4) Limites de l’approche de Shaftesbury
a) Le positif
C’est la posture très équilibrée de Shaftesbury qui se refuse à identifier enthousiasme et fanatisme tout autant qu’à canoniser celui-là. Nous avons vu que l’enthousiasme constitue une inclination naturelle.

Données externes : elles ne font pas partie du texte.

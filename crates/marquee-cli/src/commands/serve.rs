use crate::commands::Context;
use crate::output::Output;
use color_eyre::eyre::{eyre, WrapErr};
use color_eyre::Result;
use marquee_core::OtpService;
use marquee_server::{build_router, AppState};
use std::sync::Arc;
use tokio::net::TcpListener;
use tokio_cron_scheduler::{Job, JobScheduler};
use tracing::{error, info};

/// Cron job that drops expired OTP records
pub struct OtpSweeper {
    scheduler: JobScheduler,
}

impl OtpSweeper {
    pub async fn start(otp: Arc<OtpService>, schedule: &str) -> Result<Self> {
        let scheduler = JobScheduler::new()
            .await
            .map_err(|e| eyre!("Failed to create scheduler: {:?}", e))?;

        let job = Job::new_async(schedule, move |_id, _scheduler| {
            let otp = otp.clone();
            Box::pin(async move {
                match otp.purge_expired().await {
                    Ok(0) => {}
                    Ok(purged) => info!(operation = "otp_sweep", purged, "Expired OTPs removed"),
                    Err(e) => error!(operation = "otp_sweep", error = %e, "OTP sweep failed"),
                }
            })
        })
        .map_err(|e| eyre!("Invalid OTP sweep schedule '{}': {:?}", schedule, e))?;

        scheduler
            .add(job)
            .await
            .map_err(|e| eyre!("Failed to schedule OTP sweep: {:?}", e))?;
        scheduler
            .start()
            .await
            .map_err(|e| eyre!("Failed to start scheduler: {:?}", e))?;

        info!(operation = "scheduler_started", schedule, "OTP sweep scheduled");
        Ok(Self { scheduler })
    }

    pub async fn shutdown(mut self) {
        if let Err(e) = self.scheduler.shutdown().await {
            error!(error = ?e, "Scheduler did not shut down cleanly");
        }
    }
}

pub async fn run_serve(
    mut ctx: Context,
    bind: Option<String>,
    port: Option<u16>,
    no_scheduler: bool,
    output: &Output,
) -> Result<()> {
    if !ctx.config_exists() {
        output.warn(format!(
            "No configuration at {}; run 'marquee config init' first",
            ctx.paths.config_file().display()
        ));
    }
    if let Some(bind) = bind {
        ctx.config.server.bind = bind;
    }
    if let Some(port) = port {
        ctx.config.server.port = port;
    }
    ctx.config
        .validate()
        .map_err(|e| eyre!("Configuration validation failed: {}", e))?;

    let services = ctx.services(true)?;
    let sweeper = if ctx.config.scheduler.enabled && !no_scheduler {
        Some(OtpSweeper::start(services.otp.clone(), &ctx.config.scheduler.otp_sweep_schedule).await?)
    } else {
        None
    };

    let address = ctx.config.bind_address();
    let listener = TcpListener::bind(&address)
        .await
        .wrap_err_with(|| format!("Failed to bind {}", address))?;
    output.success(format!("Serving on http://{}", address));
    info!(
        operation = "serve",
        address = %address,
        admins = services.signer.policy().len(),
        secure_cookies = ctx.config.server.secure_cookies,
        "Server starting"
    );

    let router = build_router(AppState::new(services, &ctx.config), &ctx.config.server.cors_origins);
    let served = marquee_server::serve(listener, router).await;

    if let Some(sweeper) = sweeper {
        sweeper.shutdown().await;
    }
    served.wrap_err("Server error")?;
    output.info("Server stopped");
    Ok(())
}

De plus, cette passion est communicatrice et se transmet rapidement, comme par contagion.
b) Le négatif
Shaftesbury réduit le théologal au moral, la foi à la religion. L’infini se trouve anthropologiquement mesuré. C’est ainsi que Shaftesbury suspecte un amour excessif de Dieu… « Les mystiques comme les fanatiques abondent aussi bien chez nos réformés qu’au sein de l’Église romaine [6] ». Voilà pourquoi l’humour accède au statut de vertu première, ce qui n’est pas sans poser des difficultés réelles.
Notre auteur suspecte l’objectif pour le reconduire à l’attitude du sujet. À la limite, une telle attitude pourrait nourrir le scepticisme. C’est ainsi que Shaftesbury doute que les miracles, les prophéties puissent apporter quelque fondement à la Révélation.
Pascal Ide
[1] Robert Burton, Anatomie de la mélancolie, III, 4, 1, 3, trad. Bernard Hoepffner et Catherine Goffaux, Paris, José Corti : diff. Seuil, 2000 3 vol., tome 2, p. 1748.
[2] Claire Crignon de Oliveira, De la mélancolie à l’enthousiasme. Robert Burton (1577-1640) et Anthony Ashley Cooper, comte de Shaftesbury (1671-1713), coll. « Travaux de philosophie » n° 10, Paris, Honoré Champion, 2006.
[3] Anatomie de la mélancolie, III, 4, 1, 3, p. 1738.
[4] Shaftesbury, Lettre sur l’enthousiasme, trad., introd. et présent. Claire Crignon de Oliveira, coll. « Classiques de la philosophie », Paris, Livre de poche, 2002, introd., p. 75.
[5] Henry More, Enthusiasmus Triomphans, Préface, p. 9.
[6] Mélanges, II, 1 ; Char., III, 38.